(LISTED RECORDS begins)

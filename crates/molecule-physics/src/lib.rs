//! # Molecule Physics
//!
//! Core math for the molecule animation: the particle entity, default
//! constants, and the simplified Van der Waals style pair force.

pub mod constants;
pub mod forces;
pub mod molecule;

pub use constants::*;
pub use forces::*;
pub use molecule::*;
use std::time::Duration;

use tokio_tungstenite::tungstenite;

/// Errors that can occur in the transport layer.
#[derive(Debug, thiserror::Error)]
pub enum TransportError {
    /// The endpoint URL could not be parsed.
    #[error("invalid endpoint url: {0}")]
    InvalidUrl(#[from] url::ParseError),

    /// The auth token contains bytes that cannot travel in a header.
    #[error("auth token is not a valid header value")]
    InvalidToken,

    /// The handshake failed.
    #[error("connect failed: {0}")]
    ConnectFailed(#[source] tungstenite::Error),

    /// The handshake did not complete in time.
    #[error("connect timed out after {0:?}")]
    ConnectTimeout(Duration),

    /// Sending a message failed.
    #[error("send failed: {0}")]
    SendFailed(#[source] tungstenite::Error),

    /// Receiving a message failed.
    #[error("receive failed: {0}")]
    ReceiveFailed(#[source] tungstenite::Error),
}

(LISTED RECORDS ends)

### GOAL OF THE EXERCISE
From the material above, copy out every line bearing the string "tungstenite".

### SOLVED PROBLEM
use tokio_tungstenite::tungstenite;
    ConnectFailed(#[source] tungstenite::Error),
    SendFailed(#[source] tungstenite::Error),
    ReceiveFailed(#[source] tungstenite::Error),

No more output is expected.